== Segment start ==

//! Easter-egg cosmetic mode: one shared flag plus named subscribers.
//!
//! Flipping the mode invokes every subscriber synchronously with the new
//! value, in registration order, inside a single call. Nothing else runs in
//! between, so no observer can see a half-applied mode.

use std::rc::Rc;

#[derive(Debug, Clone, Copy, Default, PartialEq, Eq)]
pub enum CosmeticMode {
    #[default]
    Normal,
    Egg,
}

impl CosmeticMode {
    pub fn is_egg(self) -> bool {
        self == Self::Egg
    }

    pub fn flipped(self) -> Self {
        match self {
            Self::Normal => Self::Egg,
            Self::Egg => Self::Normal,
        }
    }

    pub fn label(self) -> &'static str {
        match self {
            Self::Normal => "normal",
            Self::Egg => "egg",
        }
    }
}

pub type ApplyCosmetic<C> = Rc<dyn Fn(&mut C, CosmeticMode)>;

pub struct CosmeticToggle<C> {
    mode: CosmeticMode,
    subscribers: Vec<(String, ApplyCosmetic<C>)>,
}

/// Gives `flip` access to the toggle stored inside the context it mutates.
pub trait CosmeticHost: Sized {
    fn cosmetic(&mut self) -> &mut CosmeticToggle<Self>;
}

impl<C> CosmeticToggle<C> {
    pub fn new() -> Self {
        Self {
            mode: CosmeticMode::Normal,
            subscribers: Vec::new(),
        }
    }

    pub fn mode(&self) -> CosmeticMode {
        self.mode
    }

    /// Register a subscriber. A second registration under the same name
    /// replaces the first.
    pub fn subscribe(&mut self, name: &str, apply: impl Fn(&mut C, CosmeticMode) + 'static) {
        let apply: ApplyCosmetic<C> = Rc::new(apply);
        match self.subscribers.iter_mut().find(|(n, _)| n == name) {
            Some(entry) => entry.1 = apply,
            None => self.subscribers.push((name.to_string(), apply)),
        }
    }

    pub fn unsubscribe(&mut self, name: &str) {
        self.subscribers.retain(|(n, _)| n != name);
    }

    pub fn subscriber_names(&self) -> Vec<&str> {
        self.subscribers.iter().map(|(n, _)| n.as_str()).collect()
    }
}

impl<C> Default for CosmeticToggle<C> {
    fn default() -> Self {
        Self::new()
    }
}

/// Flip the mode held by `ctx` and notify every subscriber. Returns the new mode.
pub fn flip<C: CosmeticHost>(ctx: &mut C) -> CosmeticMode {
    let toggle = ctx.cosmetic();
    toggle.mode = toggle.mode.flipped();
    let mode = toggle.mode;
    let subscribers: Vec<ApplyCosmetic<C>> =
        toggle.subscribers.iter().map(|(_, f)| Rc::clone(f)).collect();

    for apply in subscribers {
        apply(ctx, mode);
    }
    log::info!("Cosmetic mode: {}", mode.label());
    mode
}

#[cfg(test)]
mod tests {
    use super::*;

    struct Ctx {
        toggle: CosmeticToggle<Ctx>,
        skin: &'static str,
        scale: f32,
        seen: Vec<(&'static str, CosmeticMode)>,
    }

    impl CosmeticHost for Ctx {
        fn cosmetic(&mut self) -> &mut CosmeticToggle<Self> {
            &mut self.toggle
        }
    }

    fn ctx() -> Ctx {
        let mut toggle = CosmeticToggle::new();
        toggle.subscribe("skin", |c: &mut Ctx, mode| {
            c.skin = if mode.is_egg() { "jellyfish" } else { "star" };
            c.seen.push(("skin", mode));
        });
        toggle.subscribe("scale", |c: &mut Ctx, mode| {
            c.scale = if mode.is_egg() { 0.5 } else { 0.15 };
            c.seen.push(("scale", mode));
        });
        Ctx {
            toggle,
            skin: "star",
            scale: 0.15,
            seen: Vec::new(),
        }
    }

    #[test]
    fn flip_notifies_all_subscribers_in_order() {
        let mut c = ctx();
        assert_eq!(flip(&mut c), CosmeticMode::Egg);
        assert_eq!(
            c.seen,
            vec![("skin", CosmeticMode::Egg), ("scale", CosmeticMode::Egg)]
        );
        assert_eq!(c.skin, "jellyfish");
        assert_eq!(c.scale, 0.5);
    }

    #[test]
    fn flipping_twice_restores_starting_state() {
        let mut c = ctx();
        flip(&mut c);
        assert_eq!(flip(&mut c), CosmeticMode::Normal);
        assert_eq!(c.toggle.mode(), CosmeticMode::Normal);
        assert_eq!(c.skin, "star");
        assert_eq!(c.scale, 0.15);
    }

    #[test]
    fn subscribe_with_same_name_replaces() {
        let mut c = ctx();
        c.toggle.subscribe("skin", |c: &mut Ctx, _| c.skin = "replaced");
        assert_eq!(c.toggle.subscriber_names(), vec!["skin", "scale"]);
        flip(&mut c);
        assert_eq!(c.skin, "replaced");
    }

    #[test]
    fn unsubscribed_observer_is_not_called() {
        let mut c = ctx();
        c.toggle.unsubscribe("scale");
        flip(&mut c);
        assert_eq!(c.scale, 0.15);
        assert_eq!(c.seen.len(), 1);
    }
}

== Segment end ==

**WHAT IS NEEDED:**
The range runs from the line above containing "fn cosmetic(&mut self) -> &mut CosmeticToggle<Self>;" to the line containing "fn ctx() ->", inclusive. Restate those lines word for word and no others.

**SOLUTION TO THIS TASK:**
    fn cosmetic(&mut self) -> &mut CosmeticToggle<Self>;
}

impl<C> CosmeticToggle<C> {
    pub fn new() -> Self {
        Self {
            mode: CosmeticMode::Normal,
            subscribers: Vec::new(),
        }
    }

    pub fn mode(&self) -> CosmeticMode {
        self.mode
    }

    /// Register a subscriber. A second registration under the same name
    /// replaces the first.
    pub fn subscribe(&mut self, name: &str, apply: impl Fn(&mut C, CosmeticMode) + 'static) {
        let apply: ApplyCosmetic<C> = Rc::new(apply);
        match self.subscribers.iter_mut().find(|(n, _)| n == name) {
            Some(entry) => entry.1 = apply,
            None => self.subscribers.push((name.to_string(), apply)),
        }
    }

    pub fn unsubscribe(&mut self, name: &str) {
        self.subscribers.retain(|(n, _)| n != name);
    }

    pub fn subscriber_names(&self) -> Vec<&str> {
        self.subscribers.iter().map(|(n, _)| n.as_str()).collect()
    }
}

impl<C> Default for CosmeticToggle<C> {
    fn default() -> Self {
        Self::new()
    }
}

/// Flip the mode held by `ctx` and notify every subscriber. Returns the new mode.
pub fn flip<C: CosmeticHost>(ctx: &mut C) -> CosmeticMode {
    let toggle = ctx.cosmetic();
    toggle.mode = toggle.mode.flipped();
    let mode = toggle.mode;
    let subscribers: Vec<ApplyCosmetic<C>> =
        toggle.subscribers.iter().map(|(_, f)| Rc::clone(f)).collect();

    for apply in subscribers {
        apply(ctx, mode);
    }
    log::info!("Cosmetic mode: {}", mode.label());
    mode
}

#[cfg(test)]
mod tests {
    use super::*;

    struct Ctx {
        toggle: CosmeticToggle<Ctx>,
        skin: &'static str,
        scale: f32,
        seen: Vec<(&'static str, CosmeticMode)>,
    }

    impl CosmeticHost for Ctx {
        fn cosmetic(&mut self) -> &mut CosmeticToggle<Self> {
            &mut self.toggle
        }
    }

    fn ctx() -> Ctx {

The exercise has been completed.